■ Aim of the exercise: Go through the records below and count every line containing "results". Reply with the count alone.

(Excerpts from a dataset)
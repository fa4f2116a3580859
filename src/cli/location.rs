//! Search center resolution shared by the search commands

use crate::config::Config;
use crate::coord::Coordinates;
use crate::error::{Error, Result};
use crate::geo::{get_geocoder, get_ip_locator, GeoBackend};
use clap::Args;

/// Where to search from
#[derive(Args, Debug, Clone, Default)]
pub struct LocationArgs {
    /// Latitude
    #[arg(long, allow_hyphen_values = true, requires = "lng")]
    pub lat: Option<f64>,

    /// Longitude
    #[arg(long, allow_hyphen_values = true, requires = "lat")]
    pub lng: Option<f64>,

    /// Named location (geocoded)
    #[arg(long, conflicts_with_all = ["lat", "lng", "here"])]
    pub location: Option<String>,

    /// Use current location (IP geolocation)
    #[arg(long, conflicts_with_all = ["lat", "lng", "location"])]
    pub here: bool,

    /// Ignore the cached IP location and look it up again
    #[arg(long, conflicts_with_all = ["lat", "lng", "location"])]
    pub refresh: bool,
}

/// Resolve the search center from arguments, falling back to config
pub async fn resolve_center(args: &LocationArgs, config: &Config) -> Result<Coordinates> {
    let center = if args.here || args.refresh {
        locate_by_ip(args.refresh).await?
    } else if let Some(query) = &args.location {
        let geocoder = get_geocoder()?;
        match geocoder.geocode(query).await? {
            Some(location) => {
                eprintln!("Geocoded to: {}", location.display_name);
                location.coords
            }
            None => return Err(Error::Geo(format!("Could not geocode '{}'", query))),
        }
    } else if let (Some(lat), Some(lng)) = (args.lat, args.lng) {
        Coordinates::new(lat, lng)
    } else if config.location.default_here {
        locate_by_ip(false).await?
    } else {
        return Err(Error::InvalidCoordinates(
            "No location specified. Use --lat/--lng, --location, or --here".to_string(),
        ));
    };

    center.validate()?;
    Ok(center)
}

async fn locate_by_ip(refresh: bool) -> Result<Coordinates> {
    let locator = get_ip_locator()?;
    let location = if refresh {
        locator.refresh().await?
    } else {
        locator.locate().await?
    };
    eprintln!("Using IP location: {}", location.display_name);
    Ok(location.coords)
}
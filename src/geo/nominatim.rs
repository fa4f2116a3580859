//! Nominatim geocoding backend (OpenStreetMap)
//!
//! Turns a place name into a search center.
//! Rate limit: 1 request per second, and a User-Agent is required.

use crate::constants::api::NOMINATIM_URL;
use crate::coord::Coordinates;
use crate::error::{Error, Result};
use crate::geo::{lookup_client, GeoBackend, GeoLocation};
use serde::Deserialize;
use tracing::debug;

/// Nominatim geocoding backend
#[derive(Debug, Clone)]
pub struct NominatimBackend {
    client: reqwest::Client,
    base_url: String,
}

/// Nominatim search response item
#[derive(Debug, Deserialize)]
struct NominatimResult {
    lat: String,
    lon: String,
    display_name: String,
}

impl NominatimBackend {
    /// Create a new Nominatim backend
    pub fn new() -> Result<Self> {
        Self::with_base_url(NOMINATIM_URL)
    }

    /// Create a backend against another Nominatim instance
    pub fn with_base_url(base_url: impl Into<String>) -> Result<Self> {
        Ok(Self {
            client: lookup_client()?,
            base_url: base_url.into(),
        })
    }

    /// Parse lat/lng strings into validated coordinates
    fn parse_coords(lat: &str, lng: &str) -> Result<Coordinates> {
        let lat: f64 = lat
            .parse()
            .map_err(|_| Error::Geo(format!("Invalid latitude: {}", lat)))?;
        let lng: f64 = lng
            .parse()
            .map_err(|_| Error::Geo(format!("Invalid longitude: {}", lng)))?;
        Coordinates::checked(lat, lng)
    }
}

impl GeoBackend for NominatimBackend {
    async fn geocode(&self, query: &str) -> Result<Option<GeoLocation>> {
        let url = format!(
            "{}/search?q={}&format=json&limit=1",
            self.base_url,
            urlencoding::encode(query)
        );
        debug!(query, "geocoding");

        let response = self
            .client
            .get(&url)
            .send()
            .await
            .map_err(|e| Error::Geo(format!("Nominatim request failed: {}", e)))?;

        if !response.status().is_success() {
            return Err(Error::Geo(format!(
                "Nominatim returned status: {}",
                response.status()
            )));
        }

        let results: Vec<NominatimResult> = response
            .json()
            .await
            .map_err(|e| Error::Geo(format!("Failed to parse Nominatim response: {}", e)))?;

        match results.into_iter().next() {
            Some(result) => Ok(Some(GeoLocation {
                coords: Self::parse_coords(&result.lat, &result.lon)?,
                display_name: result.display_name,
            })),
            None => Ok(None),
        }
    }
}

■ Your solution: 2